# RECORDS SUPPLIED
-- Opening Marker --

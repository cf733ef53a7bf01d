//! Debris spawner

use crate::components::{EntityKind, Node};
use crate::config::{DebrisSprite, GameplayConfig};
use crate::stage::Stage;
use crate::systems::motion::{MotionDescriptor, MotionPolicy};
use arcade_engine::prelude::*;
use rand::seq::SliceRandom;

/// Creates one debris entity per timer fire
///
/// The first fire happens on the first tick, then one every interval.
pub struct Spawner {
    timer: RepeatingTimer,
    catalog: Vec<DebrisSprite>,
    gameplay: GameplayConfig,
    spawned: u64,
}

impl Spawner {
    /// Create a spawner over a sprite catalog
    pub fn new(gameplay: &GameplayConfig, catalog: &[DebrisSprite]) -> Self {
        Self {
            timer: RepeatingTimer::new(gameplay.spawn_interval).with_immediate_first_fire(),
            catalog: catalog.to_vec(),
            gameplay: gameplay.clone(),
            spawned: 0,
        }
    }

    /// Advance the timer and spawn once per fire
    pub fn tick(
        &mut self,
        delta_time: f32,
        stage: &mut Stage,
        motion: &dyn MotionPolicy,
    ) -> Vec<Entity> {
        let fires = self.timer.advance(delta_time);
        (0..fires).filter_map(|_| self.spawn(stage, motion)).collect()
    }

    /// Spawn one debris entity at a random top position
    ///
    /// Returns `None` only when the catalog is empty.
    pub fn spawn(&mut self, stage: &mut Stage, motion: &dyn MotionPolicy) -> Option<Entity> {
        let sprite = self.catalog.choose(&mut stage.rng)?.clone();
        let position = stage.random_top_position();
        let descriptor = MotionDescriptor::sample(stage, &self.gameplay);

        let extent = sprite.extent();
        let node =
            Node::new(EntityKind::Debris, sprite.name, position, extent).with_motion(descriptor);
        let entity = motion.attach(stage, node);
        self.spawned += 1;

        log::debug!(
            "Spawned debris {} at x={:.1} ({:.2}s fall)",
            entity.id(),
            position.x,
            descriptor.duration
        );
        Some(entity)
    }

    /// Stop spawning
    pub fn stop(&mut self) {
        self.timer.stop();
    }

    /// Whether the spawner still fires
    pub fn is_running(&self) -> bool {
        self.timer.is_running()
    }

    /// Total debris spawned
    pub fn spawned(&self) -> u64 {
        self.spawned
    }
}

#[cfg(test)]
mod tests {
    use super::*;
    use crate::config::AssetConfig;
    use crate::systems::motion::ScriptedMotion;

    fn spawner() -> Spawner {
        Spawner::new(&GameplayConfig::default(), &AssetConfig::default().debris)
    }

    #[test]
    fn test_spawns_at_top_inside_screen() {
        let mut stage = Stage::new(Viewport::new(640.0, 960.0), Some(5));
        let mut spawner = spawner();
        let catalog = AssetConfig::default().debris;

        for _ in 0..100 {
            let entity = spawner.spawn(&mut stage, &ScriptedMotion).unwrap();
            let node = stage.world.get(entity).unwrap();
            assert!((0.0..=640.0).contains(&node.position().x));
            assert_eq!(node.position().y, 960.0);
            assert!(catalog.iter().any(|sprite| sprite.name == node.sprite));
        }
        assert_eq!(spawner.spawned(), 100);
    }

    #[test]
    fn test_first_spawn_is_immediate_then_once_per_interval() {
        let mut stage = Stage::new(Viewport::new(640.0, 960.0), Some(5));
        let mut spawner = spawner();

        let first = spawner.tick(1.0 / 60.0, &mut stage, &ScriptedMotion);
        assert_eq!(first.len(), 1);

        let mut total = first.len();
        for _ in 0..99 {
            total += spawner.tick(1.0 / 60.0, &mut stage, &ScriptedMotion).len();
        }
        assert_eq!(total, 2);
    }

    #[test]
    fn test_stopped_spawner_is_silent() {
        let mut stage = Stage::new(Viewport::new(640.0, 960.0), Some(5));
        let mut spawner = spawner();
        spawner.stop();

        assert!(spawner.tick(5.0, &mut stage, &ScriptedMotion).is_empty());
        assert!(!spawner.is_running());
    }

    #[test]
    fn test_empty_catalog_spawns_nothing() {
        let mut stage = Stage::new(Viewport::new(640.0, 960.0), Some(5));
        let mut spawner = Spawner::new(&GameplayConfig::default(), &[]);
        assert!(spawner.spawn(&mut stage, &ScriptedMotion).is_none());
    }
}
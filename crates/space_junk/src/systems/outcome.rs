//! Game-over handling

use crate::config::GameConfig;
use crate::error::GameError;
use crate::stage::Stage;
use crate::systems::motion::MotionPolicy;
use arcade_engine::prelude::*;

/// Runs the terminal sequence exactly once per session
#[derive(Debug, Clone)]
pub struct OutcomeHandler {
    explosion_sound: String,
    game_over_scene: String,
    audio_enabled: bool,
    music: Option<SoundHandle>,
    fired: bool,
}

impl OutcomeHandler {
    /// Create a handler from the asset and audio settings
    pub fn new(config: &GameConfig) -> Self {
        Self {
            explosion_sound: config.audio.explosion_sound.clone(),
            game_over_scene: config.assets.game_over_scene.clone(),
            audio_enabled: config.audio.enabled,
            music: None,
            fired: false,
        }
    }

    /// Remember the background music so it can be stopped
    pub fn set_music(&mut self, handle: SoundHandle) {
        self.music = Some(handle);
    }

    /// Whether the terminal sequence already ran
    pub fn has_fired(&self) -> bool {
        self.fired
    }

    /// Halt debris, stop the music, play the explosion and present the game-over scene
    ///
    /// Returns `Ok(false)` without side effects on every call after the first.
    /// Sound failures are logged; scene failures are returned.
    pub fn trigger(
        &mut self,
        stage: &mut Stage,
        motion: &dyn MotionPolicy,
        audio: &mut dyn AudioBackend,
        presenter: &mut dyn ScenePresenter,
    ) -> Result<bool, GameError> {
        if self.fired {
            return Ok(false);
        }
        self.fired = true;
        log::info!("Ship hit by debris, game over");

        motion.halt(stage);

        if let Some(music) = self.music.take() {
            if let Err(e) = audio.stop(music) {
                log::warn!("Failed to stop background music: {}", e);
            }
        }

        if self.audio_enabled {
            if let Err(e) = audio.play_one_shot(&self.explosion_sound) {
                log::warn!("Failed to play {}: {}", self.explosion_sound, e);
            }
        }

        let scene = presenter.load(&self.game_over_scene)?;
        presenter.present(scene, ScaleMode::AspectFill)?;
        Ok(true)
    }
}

-- Closing Marker --

# ASSIGNMENT
Copy out each record from above, exactly.

# SOLVED PROBLEM
repository cf733ef53a7bf01d
//! Debris spawner

use crate::components::{EntityKind, Node};
use crate::config::{DebrisSprite, GameplayConfig};
use crate::stage::Stage;
use crate::systems::motion::{MotionDescriptor, MotionPolicy};
use arcade_engine::prelude::*;
use rand::seq::SliceRandom;

/// Creates one debris entity per timer fire
///
/// The first fire happens on the first tick, then one every interval.
pub struct Spawner {
    timer: RepeatingTimer,
    catalog: Vec<DebrisSprite>,
    gameplay: GameplayConfig,
    spawned: u64,
}

impl Spawner {
    /// Create a spawner over a sprite catalog
    pub fn new(gameplay: &GameplayConfig, catalog: &[DebrisSprite]) -> Self {
        Self {
            timer: RepeatingTimer::new(gameplay.spawn_interval).with_immediate_first_fire(),
            catalog: catalog.to_vec(),
            gameplay: gameplay.clone(),
            spawned: 0,
        }
    }

    /// Advance the timer and spawn once per fire
    pub fn tick(
        &mut self,
        delta_time: f32,
        stage: &mut Stage,
        motion: &dyn MotionPolicy,
    ) -> Vec<Entity> {
        let fires = self.timer.advance(delta_time);
        (0..fires).filter_map(|_| self.spawn(stage, motion)).collect()
    }

    /// Spawn one debris entity at a random top position
    ///
    /// Returns `None` only when the catalog is empty.
    pub fn spawn(&mut self, stage: &mut Stage, motion: &dyn MotionPolicy) -> Option<Entity> {
        let sprite = self.catalog.choose(&mut stage.rng)?.clone();
        let position = stage.random_top_position();
        let descriptor = MotionDescriptor::sample(stage, &self.gameplay);

        let extent = sprite.extent();
        let node =
            Node::new(EntityKind::Debris, sprite.name, position, extent).with_motion(descriptor);
        let entity = motion.attach(stage, node);
        self.spawned += 1;

        log::debug!(
            "Spawned debris {} at x={:.1} ({:.2}s fall)",
            entity.id(),
            position.x,
            descriptor.duration
        );
        Some(entity)
    }

    /// Stop spawning
    pub fn stop(&mut self) {
        self.timer.stop();
    }

    /// Whether the spawner still fires
    pub fn is_running(&self) -> bool {
        self.timer.is_running()
    }

    /// Total debris spawned
    pub fn spawned(&self) -> u64 {
        self.spawned
    }
}

#[cfg(test)]
mod tests {
    use super::*;
    use crate::config::AssetConfig;
    use crate::systems::motion::ScriptedMotion;

    fn spawner() -> Spawner {
        Spawner::new(&GameplayConfig::default(), &AssetConfig::default().debris)
    }

    #[test]
    fn test_spawns_at_top_inside_screen() {
        let mut stage = Stage::new(Viewport::new(640.0, 960.0), Some(5));
        let mut spawner = spawner();
        let catalog = AssetConfig::default().debris;

        for _ in 0..100 {
            let entity = spawner.spawn(&mut stage, &ScriptedMotion).unwrap();
            let node = stage.world.get(entity).unwrap();
            assert!((0.0..=640.0).contains(&node.position().x));
            assert_eq!(node.position().y, 960.0);
            assert!(catalog.iter().any(|sprite| sprite.name == node.sprite));
        }
        assert_eq!(spawner.spawned(), 100);
    }

    #[test]
    fn test_first_spawn_is_immediate_then_once_per_interval() {
        let mut stage = Stage::new(Viewport::new(640.0, 960.0), Some(5));
        let mut spawner = spawner();

        let first = spawner.tick(1.0 / 60.0, &mut stage, &ScriptedMotion);
        assert_eq!(first.len(), 1);

        let mut total = first.len();
        for _ in 0..99 {
            total += spawner.tick(1.0 / 60.0, &mut stage, &ScriptedMotion).len();
        }
        assert_eq!(total, 2);
    }

    #[test]
    fn test_stopped_spawner_is_silent() {
        let mut stage = Stage::new(Viewport::new(640.0, 960.0), Some(5));
        let mut spawner = spawner();
        spawner.stop();

        assert!(spawner.tick(5.0, &mut stage, &ScriptedMotion).is_empty());
        assert!(!spawner.is_running());
    }

    #[test]
    fn test_empty_catalog_spawns_nothing() {
        let mut stage = Stage::new(Viewport::new(640.0, 960.0), Some(5));
        let mut spawner = Spawner::new(&GameplayConfig::default(), &[]);
        assert!(spawner.spawn(&mut stage, &ScriptedMotion).is_none());
    }
}
filename crates/space_junk/src/systems/outcome.rs
//! Game-over handling

use crate::config::GameConfig;
use crate::error::GameError;
use crate::stage::Stage;
use crate::systems::motion::MotionPolicy;
use arcade_engine::prelude::*;

/// Runs the terminal sequence exactly once per session
#[derive(Debug, Clone)]
pub struct OutcomeHandler {
    explosion_sound: String,
    game_over_scene: String,
    audio_enabled: bool,
    music: Option<SoundHandle>,
    fired: bool,
}

impl OutcomeHandler {
    /// Create a handler from the asset and audio settings
    pub fn new(config: &GameConfig) -> Self {
        Self {
            explosion_sound: config.audio.explosion_sound.clone(),
            game_over_scene: config.assets.game_over_scene.clone(),
            audio_enabled: config.audio.enabled,
            music: None,
            fired: false,
        }
    }

    /// Remember the background music so it can be stopped
    pub fn set_music(&mut self, handle: SoundHandle) {
        self.music = Some(handle);
    }

    /// Whether the terminal sequence already ran
    pub fn has_fired(&self) -> bool {
        self.fired
    }

    /// Halt debris, stop the music, play the explosion and present the game-over scene
    ///
    /// Returns `Ok(false)` without side effects on every call after the first.
    /// Sound failures are logged; scene failures are returned.
    pub fn trigger(
        &mut self,
        stage: &mut Stage,
        motion: &dyn MotionPolicy,
        audio: &mut dyn AudioBackend,
        presenter: &mut dyn ScenePresenter,
    ) -> Result<bool, GameError> {
        if self.fired {
            return Ok(false);
        }
        self.fired = true;
        log::info!("Ship hit by debris, game over");

        motion.halt(stage);

        if let Some(music) = self.music.take() {
            if let Err(e) = audio.stop(music) {
                log::warn!("Failed to stop background music: {}", e);
            }
        }

        if self.audio_enabled {
            if let Err(e) = audio.play_one_shot(&self.explosion_sound) {
                log::warn!("Failed to play {}: {}", self.explosion_sound, e);
            }
        }

        let scene = presenter.load(&self.game_over_scene)?;
        presenter.present(scene, ScaleMode::AspectFill)?;
        Ok(true)
    }
}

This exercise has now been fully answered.